══ Source data

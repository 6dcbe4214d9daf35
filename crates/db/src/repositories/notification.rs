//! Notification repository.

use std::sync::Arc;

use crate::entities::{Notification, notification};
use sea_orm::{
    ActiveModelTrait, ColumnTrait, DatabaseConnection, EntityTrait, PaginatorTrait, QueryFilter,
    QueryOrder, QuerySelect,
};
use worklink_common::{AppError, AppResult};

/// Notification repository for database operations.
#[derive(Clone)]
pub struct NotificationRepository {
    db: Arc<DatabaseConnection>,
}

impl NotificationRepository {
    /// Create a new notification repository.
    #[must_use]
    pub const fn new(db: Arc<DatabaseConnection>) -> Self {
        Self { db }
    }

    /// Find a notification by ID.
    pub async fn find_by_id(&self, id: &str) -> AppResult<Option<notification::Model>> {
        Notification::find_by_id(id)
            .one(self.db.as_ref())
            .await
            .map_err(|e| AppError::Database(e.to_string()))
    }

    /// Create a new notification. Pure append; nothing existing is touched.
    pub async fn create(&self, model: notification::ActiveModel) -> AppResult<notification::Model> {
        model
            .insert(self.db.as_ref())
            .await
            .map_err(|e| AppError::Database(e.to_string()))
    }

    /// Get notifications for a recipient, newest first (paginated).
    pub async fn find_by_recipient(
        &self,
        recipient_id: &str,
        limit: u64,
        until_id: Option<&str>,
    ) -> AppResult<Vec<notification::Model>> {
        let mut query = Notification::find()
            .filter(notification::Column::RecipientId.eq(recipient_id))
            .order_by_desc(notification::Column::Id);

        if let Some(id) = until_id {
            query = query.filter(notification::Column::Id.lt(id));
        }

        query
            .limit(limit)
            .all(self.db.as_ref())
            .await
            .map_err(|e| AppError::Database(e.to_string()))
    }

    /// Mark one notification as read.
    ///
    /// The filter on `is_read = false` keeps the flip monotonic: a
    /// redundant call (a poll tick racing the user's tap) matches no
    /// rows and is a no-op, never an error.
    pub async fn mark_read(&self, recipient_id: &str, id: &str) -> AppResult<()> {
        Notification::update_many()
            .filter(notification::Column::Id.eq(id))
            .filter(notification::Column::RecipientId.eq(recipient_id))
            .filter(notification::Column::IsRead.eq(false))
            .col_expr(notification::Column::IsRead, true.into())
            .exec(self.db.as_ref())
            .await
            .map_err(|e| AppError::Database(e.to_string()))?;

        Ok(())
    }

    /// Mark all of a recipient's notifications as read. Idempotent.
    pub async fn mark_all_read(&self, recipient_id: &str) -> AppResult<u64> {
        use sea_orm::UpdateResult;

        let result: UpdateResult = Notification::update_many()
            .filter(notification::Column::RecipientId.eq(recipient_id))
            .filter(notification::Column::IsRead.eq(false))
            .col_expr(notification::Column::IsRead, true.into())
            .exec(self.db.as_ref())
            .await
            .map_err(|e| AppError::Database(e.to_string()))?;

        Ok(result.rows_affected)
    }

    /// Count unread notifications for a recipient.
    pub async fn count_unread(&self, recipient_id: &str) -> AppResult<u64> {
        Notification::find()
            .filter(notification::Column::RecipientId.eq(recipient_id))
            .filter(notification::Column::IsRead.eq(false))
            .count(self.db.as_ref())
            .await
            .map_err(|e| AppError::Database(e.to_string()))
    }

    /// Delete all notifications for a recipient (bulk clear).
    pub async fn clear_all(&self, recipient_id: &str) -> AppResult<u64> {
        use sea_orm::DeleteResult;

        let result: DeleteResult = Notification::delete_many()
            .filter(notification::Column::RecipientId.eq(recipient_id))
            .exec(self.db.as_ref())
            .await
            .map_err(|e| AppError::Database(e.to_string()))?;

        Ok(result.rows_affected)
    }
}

════

What to produce = Retype the material above, character for character.

Written answer =
repository 6dcbe4214d9daf35
filename crates/db/src/repositories/notification.rs
//! Notification repository.

use std::sync::Arc;

use crate::entities::{Notification, notification};
use sea_orm::{
    ActiveModelTrait, ColumnTrait, DatabaseConnection, EntityTrait, PaginatorTrait, QueryFilter,
    QueryOrder, QuerySelect,
};
use worklink_common::{AppError, AppResult};

/// Notification repository for database operations.
#[derive(Clone)]
pub struct NotificationRepository {
    db: Arc<DatabaseConnection>,
}

impl NotificationRepository {
    /// Create a new notification repository.
    #[must_use]
    pub const fn new(db: Arc<DatabaseConnection>) -> Self {
        Self { db }
    }

    /// Find a notification by ID.
    pub async fn find_by_id(&self, id: &str) -> AppResult<Option<notification::Model>> {
        Notification::find_by_id(id)
            .one(self.db.as_ref())
            .await
            .map_err(|e| AppError::Database(e.to_string()))
    }

    /// Create a new notification. Pure append; nothing existing is touched.
    pub async fn create(&self, model: notification::ActiveModel) -> AppResult<notification::Model> {
        model
            .insert(self.db.as_ref())
            .await
            .map_err(|e| AppError::Database(e.to_string()))
    }

    /// Get notifications for a recipient, newest first (paginated).
    pub async fn find_by_recipient(
        &self,
        recipient_id: &str,
        limit: u64,
        until_id: Option<&str>,
    ) -> AppResult<Vec<notification::Model>> {
        let mut query = Notification::find()
            .filter(notification::Column::RecipientId.eq(recipient_id))
            .order_by_desc(notification::Column::Id);

        if let Some(id) = until_id {
            query = query.filter(notification::Column::Id.lt(id));
        }

        query
            .limit(limit)
            .all(self.db.as_ref())
            .await
            .map_err(|e| AppError::Database(e.to_string()))
    }

    /// Mark one notification as read.
    ///
    /// The filter on `is_read = false` keeps the flip monotonic: a
    /// redundant call (a poll tick racing the user's tap) matches no
    /// rows and is a no-op, never an error.
    pub async fn mark_read(&self, recipient_id: &str, id: &str) -> AppResult<()> {
        Notification::update_many()
            .filter(notification::Column::Id.eq(id))
            .filter(notification::Column::RecipientId.eq(recipient_id))
            .filter(notification::Column::IsRead.eq(false))
            .col_expr(notification::Column::IsRead, true.into())
            .exec(self.db.as_ref())
            .await
            .map_err(|e| AppError::Database(e.to_string()))?;

        Ok(())
    }

    /// Mark all of a recipient's notifications as read. Idempotent.
    pub async fn mark_all_read(&self, recipient_id: &str) -> AppResult<u64> {
        use sea_orm::UpdateResult;

        let result: UpdateResult = Notification::update_many()
            .filter(notification::Column::RecipientId.eq(recipient_id))
            .filter(notification::Column::IsRead.eq(false))
            .col_expr(notification::Column::IsRead, true.into())
            .exec(self.db.as_ref())
            .await
            .map_err(|e| AppError::Database(e.to_string()))?;

        Ok(result.rows_affected)
    }

    /// Count unread notifications for a recipient.
    pub async fn count_unread(&self, recipient_id: &str) -> AppResult<u64> {
        Notification::find()
            .filter(notification::Column::RecipientId.eq(recipient_id))
            .filter(notification::Column::IsRead.eq(false))
            .count(self.db.as_ref())
            .await
            .map_err(|e| AppError::Database(e.to_string()))
    }

    /// Delete all notifications for a recipient (bulk clear).
    pub async fn clear_all(&self, recipient_id: &str) -> AppResult<u64> {
        use sea_orm::DeleteResult;

        let result: DeleteResult = Notification::delete_many()
            .filter(notification::Column::RecipientId.eq(recipient_id))
            .exec(self.db.as_ref())
            .await
            .map_err(|e| AppError::Database(e.to_string()))?;

        Ok(result.rows_affected)
    }
}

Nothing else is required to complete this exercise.